As culture is maintained by social construction, we learn culture every day. We learned to use mobile phones on a daily basis, letting them become inseparable part of our daily routine, which created patterns and made them become something which we perceive as normal. Nowadays, we claim mobiles necessary to socialize, they became a tool for developing new contacts, maintaining a friendship network and arranging meetings. In the last 10-15 years we have been exposed to similar experiences of communication. Mobile phone communication has become as natural as going to the shop and buying bread each morning.

Our behavior has been shaped by the regular use of mobile phone, so that many people nowadays cannot imagine to spend a day without it, they even claim they would feel lost without it (Fox, 2001). As we read in “Towards a sociology of the mobile phone”( McGuigan, 2005), we perceive the mobile phone as an extension to the body, sometimes even feel naked without it. We tend to keep our phones nearby, in our pocket, in our hand, making us always contactable and available, for someone from our social network.

We feel like there is always something to be said and when we get the message we tend to write or call back as soon as possible We did not even noticed that we are increasingly dependent on the mobile phone technology in terms of social interaction. Mobile phones, as proven by this research project and many others, have gained protection and security status. We increasingly depend on our phones in situations of distress, they give us reassurance and sensation of being secure, for instance walking late at night.

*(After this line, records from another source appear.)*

//! Catch-up rewards for time spent offline.

use engine_core::{EconomyConfig, Planet, ResourceStorage, ALL_RESOURCES};

use crate::production::production_rate;

/// Turns elapsed offline time into a capped, rate-reduced reward using the
/// planet's current production. Construction that would have finished during
/// the gap is not replayed.
#[derive(Debug, Clone, Copy, PartialEq)]
pub struct OfflineRewardCalculator {
    pub bonus_rate: f64,
    pub max_offline_hours: u32,
}

impl OfflineRewardCalculator {
    pub fn new(config: &EconomyConfig) -> Self {
        Self {
            bonus_rate: config.offline_bonus_rate,
            max_offline_hours: config.max_offline_hours,
        }
    }

    pub fn max_offline_millis(&self) -> i64 {
        self.max_offline_hours as i64 * 3_600_000
    }

    /// Elapsed time in seconds after the cap. Negative spans count as zero.
    pub fn capped_seconds(&self, elapsed_millis: i64) -> f64 {
        (elapsed_millis.max(0) as f64 / 1000.0).min(self.max_offline_hours as f64 * 3600.0)
    }

    /// Reward for `elapsed_millis` offline. Only resources the planet makes
    /// on net earn anything; net consumption is never charged.
    pub fn calculate(&self, planet: &Planet, elapsed_millis: i64) -> ResourceStorage {
        let rate = production_rate(planet);
        let seconds = self.capped_seconds(elapsed_millis);

        let mut rewards = ResourceStorage::zero();
        for resource in ALL_RESOURCES {
            let per_second = rate.get(resource);
            if per_second > 0.0 {
                *rewards.get_mut(resource) = per_second * seconds * self.bonus_rate;
            }
        }
        rewards
    }

    /// Calculate and add the reward to the planet. Returns what was granted.
    pub fn claim(&self, planet: &mut Planet, elapsed_millis: i64) -> ResourceStorage {
        let rewards = self.calculate(planet, elapsed_millis);
        planet.resources.apply_delta(&rewards, 1.0);
        rewards
    }
}

impl Default for OfflineRewardCalculator {
    fn default() -> Self {
        Self::new(&EconomyConfig::default())
    }
}

#[cfg(test)]
mod tests {
    use super::*;
    use crate::production::tests::{active, test_planet};
    use engine_core::BuildingType;

    const HOUR: i64 = 3_600_000;

    fn drill_and_refinery() -> Planet {
        let mut p = test_planet(4);
        p.buildings.push(active(BuildingType::MiningDrill, 0, 0));
        p.buildings.push(active(BuildingType::Refinery, 2, 2));
        p
    }

    #[test]
    fn one_hour_of_a_drill() {
        let mut p = test_planet(4);
        p.buildings.push(active(BuildingType::MiningDrill, 0, 0));
        let rewards = OfflineRewardCalculator::default().calculate(&p, HOUR);
        assert!((rewards.minerals - 2.0 * 3600.0 * 0.25).abs() < 1e-9);
    }

    #[test]
    fn reward_is_linear_then_flat() {
        let calc = OfflineRewardCalculator::default();
        let p = drill_and_refinery();
        let one = calc.calculate(&p, HOUR).alloys;
        let ten = calc.calculate(&p, 10 * HOUR).alloys;
        let cap = calc.calculate(&p, 24 * HOUR).alloys;
        let beyond = calc.calculate(&p, 48 * HOUR).alloys;
        assert!((ten - 10.0 * one).abs() < 1e-9);
        assert!((cap - 24.0 * one).abs() < 1e-9);
        assert_eq!(beyond, cap);
    }

    #[test]
    fn net_consumption_earns_nothing() {
        let calc = OfflineRewardCalculator::default();
        let p = drill_and_refinery();
        // Drill makes 2, refinery eats 3: minerals are net negative.
        let rewards = calc.calculate(&p, HOUR);
        assert_eq!(rewards.minerals, 0.0);
        assert!(rewards.alloys > 0.0);
    }

    #[test]
    fn claim_adds_to_stock() {
        let calc = OfflineRewardCalculator {
            bonus_rate: 0.5,
            max_offline_hours: 1,
        };
        let mut p = test_planet(4);
        p.resources.minerals = 10.0;
        p.buildings.push(active(BuildingType::MiningDrill, 0, 0));
        let granted = calc.claim(&mut p, 2 * HOUR);
        assert_eq!(granted.minerals, 3600.0);
        assert_eq!(p.resources.minerals, 3610.0);
    }

    #[test]
    fn negative_elapsed_is_zero() {
        let calc = OfflineRewardCalculator::default();
        assert_eq!(calc.capped_seconds(-5_000), 0.0);
        assert!(calc.calculate(&drill_and_refinery(), -5_000).is_zero());
        assert_eq!(calc.max_offline_millis(), 24 * HOUR);
    }
}
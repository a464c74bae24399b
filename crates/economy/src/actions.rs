//! Player building actions on a single planet.
//!
//! These functions validate against the static building table and mutate
//! the planet in place. Callers run them under the planet's engine lock.

use engine_core::{
    Building, BuildingSpec, BuildingStatus, BuildingType, GameError, GameResult, IVec2, Planet,
};
use uuid::Uuid;

/// Reject unless `user_id` owns the planet.
pub fn ensure_owner(planet: &Planet, user_id: &str) -> GameResult<()> {
    if planet.is_owned_by(user_id) {
        Ok(())
    } else {
        Err(GameError::NotOwner {
            user: user_id.to_string(),
            planet: planet.id.clone(),
        })
    }
}

/// Place a new level-1 building and pay for it.
pub fn build(
    planet: &mut Planet,
    building_type: BuildingType,
    x: u32,
    y: u32,
    now: i64,
) -> GameResult<Building> {
    if !planet.in_bounds(IVec2::new(x as i32, y as i32)) {
        return Err(GameError::OutOfBounds { x, y });
    }
    if planet.building_at(x, y).is_some() {
        return Err(GameError::CellOccupied { x, y });
    }

    let spec = BuildingSpec::get(building_type);
    let zone = planet.zone_at(x, y).ok_or(GameError::OutOfBounds { x, y })?;
    if zone != spec.required_zone {
        return Err(GameError::ZoneMismatch {
            building: building_type,
            required: spec.required_zone,
            actual: zone,
        });
    }

    let cost = spec.cost_for_level(1);
    if !planet.resources.covers(&cost) {
        return Err(GameError::InsufficientResources);
    }
    planet.resources.deduct(&cost);

    let building = Building::new_construction(
        Uuid::new_v4().to_string(),
        planet.id.clone(),
        building_type,
        x,
        y,
        now,
    );
    log::debug!("{} placed {:?} at ({}, {})", planet.id, building_type, x, y);
    planet.buildings.push(building.clone());
    Ok(building)
}

/// Raise an active building one level. The new level applies immediately;
/// the building stops producing until the upgrade finishes.
pub fn upgrade(planet: &mut Planet, building_id: &str, now: i64) -> GameResult<Building> {
    let (status, level, spec) = {
        let b = planet
            .building(building_id)
            .ok_or_else(|| GameError::BuildingNotFound(building_id.to_string()))?;
        (b.status, b.level, b.spec())
    };
    if status != BuildingStatus::Active {
        return Err(GameError::BuildingBusy(building_id.to_string()));
    }
    if level >= spec.max_level {
        return Err(GameError::MaxLevel(building_id.to_string()));
    }

    let next = level + 1;
    let cost = spec.cost_for_level(next);
    if !planet.resources.covers(&cost) {
        return Err(GameError::InsufficientResources);
    }
    planet.resources.deduct(&cost);

    let building = planet
        .building_mut(building_id)
        .ok_or_else(|| GameError::BuildingNotFound(building_id.to_string()))?;
    building.level = next;
    building.status = BuildingStatus::Upgrading;
    building.construction_start = now;
    building.construction_end = now + spec.build_millis_for_level(next);
    Ok(building.clone())
}

/// Remove a building. Nothing is refunded.
pub fn demolish(planet: &mut Planet, building_id: &str) -> GameResult<Building> {
    let index = planet
        .buildings
        .iter()
        .position(|b| b.id == building_id)
        .ok_or_else(|| GameError::BuildingNotFound(building_id.to_string()))?;
    Ok(planet.buildings.remove(index))
}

Why do we feel secure? Well, we can always call somebody, let them know where we are, gain a feeling of unreliable reassurance, as the person you have contacted may be miles away, not really being able to help us in certain situation. On the other hand, phones are used for protection in the situation when we want to avoid contact with someone, for instance in a bar or in a coffee shop. When one does not wish to be approached, it is enough to put a phone on the table and look it up from time to time.

With the British “obsession” about privacy, it would be simply considered rude and socially unacceptable to interrupt someone who is busy. That lead me to consider one of the Hall’s dimensions (Hall, 1976). It may be that communication in Britain is becoming more high-context oriented. Mobiles can not only be used as mean of protection, but perhaps also as a barrier. When we do not want to talk to someone we know on the bus, it is enough to pretend we are busy with our mobile. We may acknowledge the other person’s presence but we would immediately go back to looking at the phone.

The message is clear to both sides – “I do not really want to talk right now”. Also , another example of high context approach is: when a person is not responding to our messages or phone calls, it may mean that he or she does not wish to speak to us, on the other hand, subtle signal, known as “giving the buzz”often means “I am thinking of you”. As we can see there are many examples of high-context communication within mobile phone influence on the way people maintain relationships, however it does not necessarily mean all communication in Britain is becoming high-context.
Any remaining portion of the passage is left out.